In July, Apple sued well-known YouTuber Jon Prosser and his acquaintance Michael Ramacciotti over alleged theft of the company's trade secrets, after Prosser leaked some iOS 26 details in videos uploaded to his YouTube channel Front Page Tech. If you are not caught up on the lawsuit, read our initial coverage to learn more.


Earlier this week, Prosser told The Verge he has "been in active communications with Apple since the beginning stages of this case," despite Apple's attorneys indicating he missed his deadline to formally respond to the complaint. The court entered a default judgment against Prosser last week, citing his failure to respond.

"The notion that I'm ignoring the case is incorrect," said Prosser. "That's all I am able to say."

In a court document filed on Thursday, Apple's attorneys said they are aware that Prosser has "publicly acknowledged" the complaint. However, they said he "has not indicated whether he will file a response to it or, if so, by when."

As for Ramacciotti, Apple said he has agreed to respond to the complaint by October 29.

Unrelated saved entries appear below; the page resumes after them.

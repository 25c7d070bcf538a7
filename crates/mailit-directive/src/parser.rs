//! Top-level directive parsing.

use std::path::Path;

use crate::attachment::scan_attachments;
use crate::config::{HeaderLayout, ParserConfig};
use crate::cursor::LineCursor;
use crate::directive::MailDirective;
use crate::error::{ParseError, Result};
use crate::field::{Field, split_addresses, strip_label};

/// Directive parser for one dialect.
///
/// The parser holds no state between calls; a single instance may be shared
/// freely.
#[derive(Debug, Clone, Copy, Default)]
pub struct Parser {
    config: ParserConfig,
}

impl Parser {
    /// Creates a parser for the given dialect.
    #[must_use]
    pub const fn new(config: ParserConfig) -> Self {
        Self { config }
    }

    /// Returns the dialect this parser accepts.
    #[must_use]
    pub const fn config(&self) -> ParserConfig {
        self.config
    }

    /// Parses a complete directive held in memory.
    ///
    /// Header lines are read in fixed order (To, Cc, Bcc, From, Subject, with
    /// Bcc omitted for [`HeaderLayout::WithoutBcc`]). Everything after the
    /// Subject line is the body, verbatim.
    ///
    /// # Errors
    ///
    /// Returns the first header failure; no partial directive is produced.
    pub fn parse(&self, buffer: &[u8]) -> Result<MailDirective> {
        let mut cursor = LineCursor::new(buffer, self.config.line_ending);

        let to = split_addresses(read_field(&mut cursor, Field::To)?);
        if to.is_empty() {
            return Err(ParseError::EmptyMandatoryField(Field::To));
        }

        let cc = split_addresses(read_field(&mut cursor, Field::Cc)?);

        let bcc = match self.config.layout {
            HeaderLayout::WithBcc => split_addresses(read_field(&mut cursor, Field::Bcc)?),
            HeaderLayout::WithoutBcc => Vec::new(),
        };

        let sender = read_field(&mut cursor, Field::From)?;
        if sender.is_empty() {
            return Err(ParseError::EmptyMandatoryField(Field::From));
        }

        let subject = read_field(&mut cursor, Field::Subject)?;

        let body = String::from_utf8_lossy(cursor.remainder()).into_owned();
        let attachments = scan_attachments(&body, self.config.attachments);

        Ok(MailDirective {
            sender: String::from_utf8_lossy(sender).into_owned(),
            to,
            cc,
            bcc,
            subject: String::from_utf8_lossy(subject).into_owned(),
            body,
            attachments,
        })
    }

    /// Reads `path` fully and parses it.
    ///
    /// # Errors
    ///
    /// Returns [`ParseError::IoUnavailable`] if the file cannot be read, or any
    /// error [`Parser::parse`] returns.
    pub fn parse_file(&self, path: impl AsRef<Path>) -> Result<MailDirective> {
        let path = path.as_ref();
        let buffer = std::fs::read(path).map_err(|source| ParseError::IoUnavailable {
            path: path.to_path_buf(),
            source,
        })?;
        self.parse(&buffer)
    }
}

fn read_field<'a>(cursor: &mut LineCursor<'a>, field: Field) -> Result<&'a [u8]> {
    let line = cursor.next_line(field)?;
    strip_label(line, field)
}

/// Parses a directive in the canonical dialect.
///
/// # Errors
///
/// See [`Parser::parse`].
pub fn parse(buffer: &[u8]) -> Result<MailDirective> {
    Parser::default().parse(buffer)
}

/// Reads and parses a directive file in the canonical dialect.
///
/// # Errors
///
/// See [`Parser::parse_file`].
pub fn parse_file(path: impl AsRef<Path>) -> Result<MailDirective> {
    Parser::default().parse_file(path)
}

#[cfg(test)]
#[allow(
    clippy::unwrap_used,
    clippy::redundant_clone,
    clippy::manual_string_new,
    clippy::needless_collect,
    clippy::unreadable_literal,
    clippy::used_underscore_items,
    clippy::similar_names
)]
mod tests {
    use super::*;
    use crate::config::{AttachmentMode, LineEnding};
    use crate::cursor::MAX_LINE_LENGTH;

    const WELL_FORMED: &[u8] = b"TO: alice@example.com;bob@example.com\r\n\
CC: carol@example.com\r\n\
BCC: \r\n\
FROM: me@example.com\r\n\
SUBJECT: Quarterly report\r\n\
Hi all,\r\nsee AttachFile[/tmp/report.pdf] for details.\r\n";

    #[test]
    fn test_parse_well_formed() {
        let directive = parse(WELL_FORMED).unwrap();
        assert_eq!(directive.to, vec!["alice@example.com", "bob@example.com"]);
        assert_eq!(directive.cc, vec!["carol@example.com"]);
        assert!(directive.bcc.is_empty());
        assert_eq!(directive.sender, "me@example.com");
        assert_eq!(directive.subject, "Quarterly report");
        assert_eq!(
            directive.body,
            "Hi all,\r\nsee AttachFile[/tmp/report.pdf] for details.\r\n"
        );
        assert_eq!(directive.attachments, vec!["/tmp/report.pdf"]);
    }

    #[test]
    fn test_parse_lf_only() {
        let input = b"TO: a@x\nCC: \nBCC: b@y\nFROM: me@x\nSUBJECT: \nbody";
        let directive = parse(input).unwrap();
        assert_eq!(directive.bcc, vec!["b@y"]);
        assert_eq!(directive.subject, "");
        assert_eq!(directive.body, "body");
    }

    #[test]
    fn test_parse_empty_body() {
        let input = b"TO: a@x\nCC: \nBCC: \nFROM: me@x\nSUBJECT: s\n";
        let directive = parse(input).unwrap();
        assert_eq!(directive.body, "");
        assert!(directive.attachments.is_empty());
    }

    #[test]
    fn test_parse_lowercase_labels() {
        let input = b"to: a@x\ncc: \nbcc: \nfrom: me@x\nsubject: s\n";
        assert!(parse(input).is_ok());
    }

    #[test]
    fn test_to_without_addresses() {
        let input = b"TO: nobody\nCC: \nBCC: \nFROM: me@x\nSUBJECT: s\n";
        assert!(matches!(
            parse(input),
            Err(ParseError::EmptyMandatoryField(Field::To))
        ));
    }

    #[test]
    fn test_to_bare_label() {
        let input = b"TO: \nCC: \nBCC: \nFROM: me@x\nSUBJECT: s\n";
        assert!(matches!(
            parse(input),
            Err(ParseError::EmptyMandatoryField(Field::To))
        ));
    }

    #[test]
    fn test_from_bare_label() {
        let input = b"TO: a@x\nCC: \nBCC: \nFROM: \nSUBJECT: s\n";
        assert!(matches!(
            parse(input),
            Err(ParseError::EmptyMandatoryField(Field::From))
        ));
    }

    #[test]
    fn test_fields_out_of_order() {
        let input = b"TO: a@x\nBCC: \nCC: \nFROM: me@x\nSUBJECT: s\n";
        assert!(matches!(
            parse(input),
            Err(ParseError::MissingField(Field::Cc))
        ));
    }

    #[test]
    fn test_missing_subject_line() {
        let input = b"TO: a@x\nCC: \nBCC: \nFROM: me@x\n";
        assert!(matches!(
            parse(input),
            Err(ParseError::UnexpectedEof(Field::Subject))
        ));
    }

    #[test]
    fn test_unterminated_subject() {
        let input = b"TO: a@x\nCC: \nBCC: \nFROM: me@x\nSUBJECT: s";
        assert!(matches!(
            parse(input),
            Err(ParseError::UnexpectedEof(Field::Subject))
        ));
    }

    #[test]
    fn test_long_header_line() {
        let mut input = b"TO: ".to_vec();
        input.extend(std::iter::repeat_n(b'a', MAX_LINE_LENGTH + 1));
        assert!(matches!(
            parse(&input),
            Err(ParseError::LineTooLong { field: Field::To, .. })
        ));
    }

    #[test]
    fn test_long_body_line_is_fine() {
        let mut input = b"TO: a@x\nCC: \nBCC: \nFROM: me@x\nSUBJECT: s\n".to_vec();
        input.extend(std::iter::repeat_n(b'z', MAX_LINE_LENGTH * 4));
        let directive = parse(&input).unwrap();
        assert_eq!(directive.body.len(), MAX_LINE_LENGTH * 4);
    }

    #[test]
    fn test_restricted_dialect() {
        let input = b"TO: a@x\rCC: c@y\rFROM: me@x\rSUBJECT: s\r\
AttachFile[/one] AttachFile[/two]";
        let directive = Parser::new(ParserConfig::restricted()).parse(input).unwrap();
        assert_eq!(directive.cc, vec!["c@y"]);
        assert!(directive.bcc.is_empty());
        assert_eq!(directive.attachments, vec!["/one"]);
    }

    #[test]
    fn test_restricted_dialect_rejects_lf_file() {
        let input = b"TO: a@x\nCC: \nFROM: me@x\nSUBJECT: s\n";
        assert!(matches!(
            Parser::new(ParserConfig::restricted()).parse(input),
            Err(ParseError::UnexpectedEof(Field::To))
        ));
    }

    #[test]
    fn test_cr_lines_keep_lf() {
        let config = ParserConfig::canonical().with_line_ending(LineEnding::Cr);
        let input = b"TO: a@x\rCC: \r\nBCC: \rFROM: me@x\rSUBJECT: s\rbody";
        // The stray LF becomes part of the Bcc line and breaks its label.
        assert!(matches!(
            Parser::new(config).parse(input),
            Err(ParseError::MissingField(Field::Bcc))
        ));
    }

    #[test]
    fn test_canonical_layout_first_only() {
        let config = ParserConfig::canonical().with_attachments(AttachmentMode::FirstOnly);
        let input = b"TO: a@x\nCC: \nBCC: \nFROM: me@x\nSUBJECT: s\nAttachFile[/a]AttachFile[/b]";
        let directive = Parser::new(config).parse(input).unwrap();
        assert_eq!(directive.attachments, vec!["/a"]);
    }

    #[test]
    fn test_parse_file_missing() {
        let err = parse_file("/nonexistent/mailit/directive.txt").unwrap_err();
        assert!(matches!(err, ParseError::IoUnavailable { .. }));
        assert!(err.field().is_none());
    }

    #[test]
    fn test_parse_is_repeatable() {
        assert_eq!(parse(WELL_FORMED).unwrap(), parse(WELL_FORMED).unwrap());
    }
}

In a statement filed with the court, Ramacciotti's attorneys said he is "not a professional leaker," but rather "a lifelong Apple fanboy who failed to fully appreciate the value and proprietary nature of the information that he learned about iOS 26."

Ramacciotti had "no intent to monetize this information" when he contacted Prosser, they said.

Apple is concerned that Ramacciotti "intentionally deleted relevant evidence," including "several hundreds of thousands of text messages," after the company advised him of the need to preserve evidence on July 23. His attorneys disputed this assertion.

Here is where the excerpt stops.